### Problem requirements
For the entries below, print exactly the lines between the line holding "Failed to download" and the line holding "Asset already exists", inclusive, and nothing else.

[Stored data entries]
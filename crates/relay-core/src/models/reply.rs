use std::fmt::{Display, Formatter, Result as FmtResult};

use super::upload::UploadResult;

/// The single text message sent back to the sender for one invocation.
#[derive(Debug, Clone, PartialEq, Eq)]
pub enum Reply {
    Unauthorized,
    UnsupportedMedia,
    DownloadFailed,
    UploadRejected { body: String },
    Duplicate,
    Uploaded { date_corrected: bool },
    InternalError { message: String },
}

impl From<UploadResult> for Reply {
    fn from(result: UploadResult) -> Self {
        match result {
            UploadResult::Uploaded { date_corrected, .. } => Reply::Uploaded { date_corrected },
            UploadResult::Duplicate => Reply::Duplicate,
            UploadResult::Rejected { body, .. } => Reply::UploadRejected { body },
            UploadResult::Failed(message) => Reply::InternalError { message },
        }
    }
}

impl Display for Reply {
    fn fmt(&self, f: &mut Formatter<'_>) -> FmtResult {
        match self {
            Reply::Unauthorized => write!(f, "❌ You are not authorized to use this bot."),
            Reply::UnsupportedMedia => {
                write!(f, "❌ Unsupported file: only photos and videos can be uploaded.")
            }
            Reply::DownloadFailed => write!(f, "❌ Failed to download file."),
            Reply::UploadRejected { body } => {
                write!(f, "❌ Failed to upload asset. Error: {}", body)
            }
            Reply::Duplicate => write!(f, "ℹ️ Asset already exists in Immich."),
            Reply::Uploaded {
                date_corrected: true,
            } => write!(f, "✅ Asset uploaded successfully!"),
            Reply::Uploaded {
                date_corrected: false,
            } => write!(
                f,
                "✅ Asset uploaded successfully! (capture date could not be corrected)"
            ),
            Reply::InternalError { message } => write!(f, "❌ An error occurred: {}", message),
        }
    }
}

### Expected answer
            Reply::DownloadFailed => write!(f, "❌ Failed to download file."),
            Reply::UploadRejected { body } => {
                write!(f, "❌ Failed to upload asset. Error: {}", body)
            }
            Reply::Duplicate => write!(f, "ℹ️ Asset already exists in Immich."),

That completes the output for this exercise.